Welcome, and we all started somewhere, you'll very soon just 'want one more piece of kit'


----------



## 4085 (Nov 23, 2012)

Have you got a budget in mind as decent second hand kit crops up on here one a regular basis. Sort your grinder out before the machine, unless you can do both at the same time. No doubt advice will be abundant!


----------



## CRobertson (Jul 24, 2015)

Want to keep it below 200 ideally (and then lie to my girlfriend to say it was cheaper...)


----------



## The Systemic Kid (Nov 23, 2012)

Watch the for sale thread - Mignon has just gone for under £200.00. Great little grinder.


----------



## CRobertson (Jul 24, 2015)

Small issue of being too new to buy.
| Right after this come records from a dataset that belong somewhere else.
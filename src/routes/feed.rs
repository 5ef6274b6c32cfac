use axum::{extract::State, routing::post, Json, Router};
use std::collections::HashMap;

use crate::auth::{AppState, RequireCustomer};
use crate::database::{fetch_all, fetch_one, get_connection, queries, DbConn};
use crate::error::AppResult;
use crate::feed::{assemble_feed, DealRecord, RestaurantRecord};
use crate::models::FeedResponse;
use crate::routes::deals::fetch_images_by_deal_ids;
use crate::utils::distance::Coordinate;

pub fn router() -> Router<AppState> {
    Router::new().route("/feed/nearby", post(nearby_deals))
}

async fn nearby_deals(
    State(state): State<AppState>,
    RequireCustomer(customer): RequireCustomer,
) -> AppResult<Json<FeedResponse>> {
    let conn = get_connection(&state.pool)?;
    let feed = build_feed(&conn, customer.id)?;
    Ok(Json(feed))
}

fn map_deal_record(row: &rusqlite::Row) -> rusqlite::Result<DealRecord> {
    Ok(DealRecord {
        id: row.get(0)?,
        restaurant_id: row.get(1)?,
        title: row.get(2)?,
        description: row.get(3)?,
        quantity: row.get(4)?,
        original_price: row.get(5)?,
        updated_price: row.get(6)?,
        pickup_start: row.get(7)?,
        pickup_end: row.get(8)?,
        claimed: row.get::<_, i32>(9)? != 0,
        created_at: row.get(10)?,
    })
}

/// Batch restaurant lookup, one query regardless of feed size.
fn fetch_restaurants_by_ids(
    conn: &DbConn,
    ids: &[i64],
) -> AppResult<HashMap<i64, RestaurantRecord>> {
    if ids.is_empty() {
        return Ok(HashMap::new());
    }

    let placeholders: String = ids.iter().map(|_| "?").collect::<Vec<_>>().join(",");
    let sql = queries::feed::SELECT_RESTAURANTS_BY_IDS.replace("{}", &placeholders);

    let params: Vec<Box<dyn rusqlite::ToSql>> = ids
        .iter()
        .map(|id| Box::new(*id) as Box<dyn rusqlite::ToSql>)
        .collect();
    let param_refs: Vec<&dyn rusqlite::ToSql> = params.iter().map(|p| p.as_ref()).collect();

    let rows = fetch_all(conn, &sql, &param_refs, |row| {
        Ok(RestaurantRecord {
            id: row.get(0)?,
            name: row.get(1)?,
            coordinate: Coordinate::from_parts(row.get(2)?, row.get(3)?),
        })
    })?;

    Ok(rows.into_iter().map(|r| (r.id, r)).collect())
}

/// Assembles the proximity-sorted feed for one customer from a fresh
/// snapshot: unclaimed deals, then their restaurants and images resolved in
/// one batch each before enrichment.
pub(crate) fn build_feed(conn: &DbConn, customer_id: i64) -> AppResult<FeedResponse> {
    let coordinate = fetch_one(
        conn,
        queries::users::SELECT_COORDINATE,
        &[&customer_id],
        |row| {
            Ok((
                row.get::<_, Option<f64>>(0)?,
                row.get::<_, Option<f64>>(1)?,
            ))
        },
    )?
    .and_then(|(latitude, longitude)| Coordinate::from_parts(latitude, longitude));

    let deals = fetch_all(conn, queries::deals::SELECT_UNCLAIMED, &[], map_deal_record)?;

    let mut restaurant_ids: Vec<i64> = deals.iter().map(|d| d.restaurant_id).collect();
    restaurant_ids.sort_unstable();
    restaurant_ids.dedup();
    let restaurants_by_id = fetch_restaurants_by_ids(conn, &restaurant_ids)?;

    let deal_ids: Vec<i64> = deals.iter().map(|d| d.id).collect();
    let images_by_deal_id = fetch_images_by_deal_ids(conn, &deal_ids)?;

    let deals = assemble_feed(coordinate, deals, &restaurants_by_id, &images_by_deal_id)?;
    let total_count = deals.len() as i64;

    Ok(FeedResponse { deals, total_count })
}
This reply is helping though


----------



## Thecatlinux (Mar 10, 2014)

A Grinder bring so much to the results in the cup , always buy the best you can afford !
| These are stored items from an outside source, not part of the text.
use serde::Serialize;

#[derive(Debug, Clone, Serialize)]
#[serde(rename_all = "camelCase")]
pub struct LeaderboardEntry {
    pub rank: i64,
    pub name: String,
    pub location: String,
    pub points: i64,
    pub food_saved_kg: i64,
}

#[derive(Debug, Serialize)]
#[serde(rename_all = "camelCase")]
pub struct LeaderboardResponse {
    pub customers: Vec<LeaderboardEntry>,
    pub restaurants: Vec<LeaderboardEntry>,
}
use axum::{extract::State, routing::post, Json, Router};
use chrono::Utc;
use rusqlite::{params, OptionalExtension};

use crate::auth::{AppState, RequireCustomer};
use crate::constants::UNKNOWN_RESTAURANT;
use crate::database::{fetch_all, get_connection, queries, DbConn};
use crate::error::{AppError, AppResult};
use crate::models::{ClaimRequest, ClaimResponse, OrderListResponse, OrderResponse};
use crate::utils::datetime::format_datetime;

pub fn router() -> Router<AppState> {
    Router::new()
        .route("/deals/claim", post(claim_deal))
        .route("/orders/list", post(list_orders))
}

/// Transitions a deal to claimed and records the claim event.
///
/// Both writes share one transaction and the claimed flag is check-and-set,
/// so two concurrent claims resolve to exactly one claim row: the loser's
/// conditional update touches zero rows and maps to NotFound or Conflict.
/// The UNIQUE constraint on claims.deal_id backstops the same invariant.
pub(crate) fn claim_deal_for_customer(
    conn: &mut DbConn,
    deal_id: i64,
    customer_id: i64,
) -> AppResult<ClaimResponse> {
    let claimed_at = format_datetime(&Utc::now());

    let tx = conn.transaction()?;

    let updated = tx.execute(queries::deals::MARK_CLAIMED, params![deal_id])?;
    if updated == 0 {
        let exists: Option<i64> = tx
            .query_row(queries::deals::CHECK_EXISTS, params![deal_id], |row| {
                row.get(0)
            })
            .optional()?;

        return Err(match exists {
            Some(_) => AppError::Conflict("Deal already claimed".to_string()),
            None => AppError::NotFound("Deal not found".to_string()),
        });
    }

    tx.execute(
        queries::claims::INSERT,
        params![deal_id, customer_id, claimed_at],
    )?;
    let claim_id = tx.last_insert_rowid();

    tx.commit()?;

    Ok(ClaimResponse {
        claim_id,
        deal_id,
        claimed_at,
        confirmed: false,
    })
}

async fn claim_deal(
    State(state): State<AppState>,
    RequireCustomer(customer): RequireCustomer,
    Json(request): Json<ClaimRequest>,
) -> AppResult<Json<ClaimResponse>> {
    let mut conn = get_connection(&state.pool)?;
    let claim = claim_deal_for_customer(&mut conn, request.deal_id, customer.id)?;
    Ok(Json(claim))
}

fn map_order_row(row: &rusqlite::Row) -> rusqlite::Result<OrderResponse> {
    Ok(OrderResponse {
        claim_id: row.get(0)?,
        deal_id: row.get(1)?,
        claimed_at: row.get(2)?,
        confirmed: row.get::<_, i32>(3)? != 0,
        title: row.get(4)?,
        description: row.get(5)?,
        quantity: row.get(6)?,
        updated_price: row.get(7)?,
        pickup_start: row.get(8)?,
        pickup_end: row.get(9)?,
        restaurant_name: row
            .get::<_, Option<String>>(10)?
            .unwrap_or_else(|| UNKNOWN_RESTAURANT.to_string()),
    })
}

async fn list_orders(
    State(state): State<AppState>,
    RequireCustomer(customer): RequireCustomer,
) -> AppResult<Json<OrderListResponse>> {
    let conn = get_connection(&state.pool)?;

    let orders = fetch_all(
        &conn,
        queries::claims::SELECT_FOR_CUSTOMER,
        &[&customer.id],
        map_order_row,
    )?;

    let total_count = orders.len() as i64;

    Ok(Json(OrderListResponse {
        orders,
        total_count,
    }))
}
Helloo and welcome to the forum


----------



## urbanbumpkin (Jan 30, 2013)

Mignon is a great compact grinder. It a shame you didn't post this earlier as that one went at a bargain price. They usually go around the £200 mark used.
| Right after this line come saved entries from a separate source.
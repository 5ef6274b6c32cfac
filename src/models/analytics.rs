use serde::Serialize;

#[derive(Debug, Serialize)]
#[serde(rename_all = "camelCase")]
pub struct MonthlySavings {
    pub month: String,
    pub amount: f64,
}

#[derive(Debug, Serialize)]
#[serde(rename_all = "camelCase")]
pub struct AnalyticsSummaryResponse {
    pub total_deals: i64,
    pub claimed_deals: i64,
    pub total_claims: i64,
    pub money_saved: f64,
    pub portions_saved: i64,
    pub monthly_savings: Vec<MonthlySavings>,
}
Mignon is pretty girlfriend friendly too compared to some of the other ex commercial grinders.


----------



## Rhys (Dec 21, 2014)

urbanbumpkin said:


> Mignon is a great compact grinder. It a shame you didn't post this earlier as that one went at a bargain price. They usually go around the £200 mark used.
> 
> Mignon is pretty girlfriend friendly too compared to some of the other ex commercial grinders.


I must be lucky then, when I bought the RR45 she said it could go in the kitchen (without hesitation, I thought it'd end up in the utility room with the cat litter trays..) The when the Major turned up it just replaced the RR45 without fuss. As long as I only have one of each in the kitchen she's I'm fine.


----------



## CRobertson (Jul 24, 2015)

Cheers guys,

I've seen the mignon around, looks to be the best bet atm. Now to convince her it will last a lifetime and 200 on a coffee grinder is a solid investment...


----------



## Obsy (May 21, 2012)

Welcome to the forum. I'm just down the road in smogland.


----------



## jlarkin (Apr 26, 2015)

Maybe open negotiations over a mahlkoenig Vario or something which is a bit more. I think you might find one for £300 maybe less. Then dropping to the Mignon is a concession, you don't want to leave no room for manoeuvre 

Welcome to the forum


----------



## Mr O (Jan 14, 2015)

Yup, convince her it will last a lifetime, just don't agree to the bit that you have to own it for a lifetime









You could get a decent used SJ for a bit more...

welcome to the forum btw


----------



## 4085 (Nov 23, 2012)

Mr O said:


> Yup, convince her it will last a lifetime,


Don't buy a Vario then!


----------



## Mr O (Jan 14, 2015)

dfk41 said:


> Don't buy a Vario then!


Not much of an espresso grinder, only good for brewed anyway?


----------



## Mrboots2u (May 10, 2013)

Vario has option of steel or ceramic burrs ( choose for brewed or

espresso ).

I believe @Glenn had a vario for espresso for example


----------



## Lefteye (Dec 30, 2014)

Welcome. Another in the toon!!


----------



## CRobertson (Jul 24, 2015)

Cheers guys. Nice to see so many guys from Newcastle. She is warming to the idea of a mignon, I don't think it'll be too long. On an unrelated note does anyone know how to get a depressurised portafilterfor the Saeco? Would probably rather not removed the pressurising unit in case it all goes Pete Tong and I end up without coffee.


----------



## Syenitic (Dec 1, 2013)

"Small issue of being too new to buy. This reply is helping though"

Cheeky but true


----------



## Coffeecat (Aug 5, 2015)

Hi there

i lurked on coffee sites before joining. I have enjoyed coffee from my V60 and Aeropress and started with the Hario Slim mini grinder. Great but a bit of a chore every morning so just bought a Sage Smart a Grinder. I have spent weeks looking at grinders on you tube and it was between this and Baratza Encore.


----------